Neither idea is new, but Senate Minority Leader Tim Lanane of Anderson said it’s time to focus on moving the conversation about education reform forward and for that to include dramatically expanding early childhood education opportunities for all Hoosier children.

“The payoff is clear,” Lanane said. “High-quality pre-K programs produce students who are more likely to graduate from high school, earn a higher income, own a home, and less likely to require remediation or commit crimes.”

Lanane called a press conference to announce initiative, saying it came after weeks of “controversial if not downright negative news about education.”

Over the past few months, education news in Indiana has been focused on a series of failures and scandals, ranging from the long-delayed release of results of the ISTEP standardized test to allegations that the state’s former schools chief unfairly manipulated the A-F school rating system.

Lanane said it was time to have a “good, old-fashioned legislative debate” on the state’s role in educating some of its youngest citizens.

The cost of providing pre-kindergarten education to every 3- and 4-year-old in the state could reach $200 million a year — about the same as what the state currently spends on kindergarten.

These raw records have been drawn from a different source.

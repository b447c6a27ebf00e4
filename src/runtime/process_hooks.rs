// libandroid_runtime 中 fork 与 selinux_android_setcontext 的替换
use super::state::GLOBAL;
use super::MutexPoisonRecover;
use crate::log;
use crate::plt::OrigSlot;
use crate::specialize;
use libc::{c_char, c_int, pid_t, uid_t};

pub(super) type ForkFn = unsafe extern "C" fn() -> pid_t;
pub(super) type SelinuxSetcontextFn = unsafe extern "C" fn(
    uid: uid_t,
    is_system_server: c_int,
    seinfo: *const c_char,
    pkgname: *const c_char,
) -> c_int;

pub(super) static OLD_FORK: OrigSlot<ForkFn> = OrigSlot::new();
pub(super) static OLD_SELINUX_ANDROID_SETCONTEXT: OrigSlot<SelinuxSetcontextFn> = OrigSlot::new();

// 特化调用进行中时，原方法内部的 fork 直接拿到本层已经 fork 出的 pid
pub(super) unsafe extern "C" fn new_fork() -> pid_t {
    match specialize::current() {
        Some(published) => published.pid,
        None => real_fork(),
    }
}

// 未解析到 libandroid_runtime 的 fork 绑定时退回 libc
pub(super) unsafe fn real_fork() -> pid_t {
    match OLD_FORK.get() {
        Some(fork) => fork(),
        None => libc::fork(),
    }
}

// 切换 SELinux 上下文后守护进程 socket 不可达，必须在此之前通知隐藏
pub(super) unsafe extern "C" fn new_selinux_android_setcontext(
    uid: uid_t,
    is_system_server: c_int,
    seinfo: *const c_char,
    pkgname: *const c_char,
) -> c_int {
    if specialize::current().is_some_and(|published| published.do_hide) {
        let hide = GLOBAL.core.lock_or_poison().hide.clone();
        if let Some(hide) = hide {
            hide.notify_self_hide();
        }
    }
    match OLD_SELINUX_ANDROID_SETCONTEXT.get() {
        Some(setcontext) => setcontext(uid, is_system_server, seinfo, pkgname),
        None => {
            log::error(format_args!("hook: selinux_android_setcontext original missing"));
            -1
        }
    }
}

The Indiana General Assembly has already passed a budget for the next two years, which means any additional funding requests likely wouldn’t be considered until the next budget session in 2015.

But Lanane said the Legislature could take up the debate in 2014, which is a short legislative session that must end by March 2014. “We find these ideas take awhile,” he said. “We think the short session would be an ideal time to have a good hard discussion about it. And we believe to even make a commitment, but if nothing else to get the discussion going.”

Indiana is one of 11 states that doesn’t provide public money for preschool.

In this past legislative session, House Republicans supported a two-year, $7 million pilot project that would have provided pre-kindergarten education for 1,000 children from low-income families. The funding was reduced to $4 million in the final budget.

Part of the initiative that Lanane supports includes lowering Indiana’s mandatory school age to 5 years old. That may drive more children into kindergarten, which currently isn’t mandatory in Indiana.

In late August, Illinois Gov. Pat Quinn signed into law a measure that lowers Illinois’ mandatory school attendance age to 6 from 7 starting in the fall of 2014. The law was prompted in part by a Chicago Tribune investigation last fall that nearly 18 percent of the city’s kindergartners and first-graders were classified as “chronic truants.” The missed school days were most common among African-American youths and children with disabilities.

Illinois school officials supported the measure but warned it would be difficult to enforce.

Indiana is one of 14 states where the minimum school age is set at 7. Two states require school attendance at age 8. The mandatory school age is 6 in 26 states, and age 5 in eight states and the District of Columbia.

In Indiana, past proposals to dropping the mandatory school age have been defeated by opponents who said the measure would infringe on parental rights and swell the costs of education.

Lanane said the investment the state would make in paying for pre-kindergarten education and spending more dollars on kindergarten as more 5- and 6-year-old students enroll would pay off down the road. He cited a March 2012 report issued by the Indiana Education Roundtable, a policy advisory board, that found children enrolled in pre-kindergarten programs were more likely to graduate from high school, more likely to go onto college, less likely to be arrested as adults, and more likely to be employed as adults.